Arrival at the lodge is usually by seaplane. Jean-Pierre Sylvestre
A Rendezvous with the Bears
After checking into the lodge, passengers are quickly invited to take their cameras out of their luggage and to dress warmly for a small “trek” by boat along the shore about five miles, then by school bus into a wet old growth rainforest. Two observation towers have been built close to the best salmon rivers. From these platforms, it is safe to watch one of the most beautiful land mammals in North America, not to mention the most dangerous too!
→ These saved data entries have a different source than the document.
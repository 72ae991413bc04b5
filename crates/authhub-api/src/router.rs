//! Route definitions for the AuthHub HTTP API.
//!
//! All RPC-style routes live under `/api` and pass through the
//! authorization middleware; method names in the ACL configuration are
//! `"<VERB> <route template>"`, e.g. `"GET /api/users/{id}"`.

use axum::{
    Router,
    middleware as axum_middleware,
    routing::{delete, get, post, put},
};
use tower_http::trace::TraceLayer;

use crate::handlers;
use crate::middleware;
use crate::state::AppState;

/// Build the complete Axum router with all routes and middleware.
pub fn build_router(state: AppState) -> Router {
    let api_routes = Router::new()
        .merge(auth_routes())
        .merge(user_routes())
        .layer(axum_middleware::from_fn_with_state(
            state.clone(),
            middleware::authz::authorize,
        ));

    Router::new()
        .nest("/api", api_routes)
        .route("/healthz", get(handlers::health::health))
        .layer(TraceLayer::new_for_http())
        .with_state(state)
}

/// Auth endpoints: password login, federated login, logout, self-checks.
fn auth_routes() -> Router<AppState> {
    Router::new()
        .route("/auth/register", post(handlers::auth::register))
        .route("/auth/login", post(handlers::auth::login))
        .route("/auth/logout", post(handlers::auth::logout))
        .route("/auth/session", get(handlers::auth::session_me))
        .route("/auth/me", get(handlers::auth::me))
        .route("/auth/{provider}/login", get(handlers::oauth::oauth_login))
        .route(
            "/auth/{provider}/callback",
            get(handlers::oauth::oauth_callback),
        )
}

/// User administration endpoints.
fn user_routes() -> Router<AppState> {
    Router::new()
        .route("/users", get(handlers::user::list_users))
        .route("/users/{id}", get(handlers::user::get_user))
        .route("/users/{id}", put(handlers::user::update_user))
        .route("/users/{id}", delete(handlers::user::delete_user))
}
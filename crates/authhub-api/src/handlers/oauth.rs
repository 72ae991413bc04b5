//! Federated login handlers.

use axum::Json;
use axum::extract::{Path, Query, State};
use axum::response::Redirect;
use axum_extra::extract::cookie::CookieJar;
use tracing::info;

use authhub_core::error::AppError;

use crate::dto::request::CallbackQuery;
use crate::dto::response::{ApiResponse, LoginResponse};
use crate::error::ApiError;
use crate::handlers::auth::establish_login;
use crate::state::AppState;

/// GET /api/auth/{provider}/login
///
/// Issues a one-shot state marker and redirects the browser to the
/// provider's authorization page.
pub async fn oauth_login(
    State(state): State<AppState>,
    Path(provider_name): Path<String>,
) -> Result<Redirect, ApiError> {
    let provider = state.providers.get(&provider_name)?;
    let encoded_state = state.states.issue(provider.name()).await?;
    let url = provider.auth_url(&encoded_state)?;

    Ok(Redirect::temporary(&url))
}

/// GET /api/auth/{provider}/callback
///
/// Consumes the state, exchanges the code, resolves the profile to an
/// account, and establishes a session plus bearer token.
pub async fn oauth_callback(
    State(state): State<AppState>,
    Path(provider_name): Path<String>,
    Query(query): Query<CallbackQuery>,
    jar: CookieJar,
) -> Result<(CookieJar, Json<ApiResponse<LoginResponse>>), ApiError> {
    let provider = state.providers.get(&provider_name)?;

    // The state must be consumed before anything else; a replayed or
    // cross-provider state never reaches the token exchange.
    let oauth_state = state.states.consume(&query.state).await?;
    if oauth_state.provider != provider.name() {
        return Err(AppError::unauthenticated("OAuth state was issued for a different provider").into());
    }

    let access_token = provider.exchange(&query.code).await?;
    let profile = provider.user_info(&access_token).await?;
    let user = provider.login(&profile).await?;

    info!(user_id = user.id, provider = provider.name(), "Federated login");
    let (jar, response) = establish_login(&state, jar, user).await?;
    Ok((jar, Json(ApiResponse::ok(response))))
}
Thousands of pink salmon and some sockeye salmon can be seen swimming into the river to lay their eggs. The tired and dying salmon make easy meals for the grizzlies, black bears and other predators attracted to this great abundance. It is one of nature’s most dramatic rendezvous on the edge of the rainforest. Our guide tells us that close to 40 bears come to this site, 60% are females, and most are accompanied by one, two, occasionally three cubs.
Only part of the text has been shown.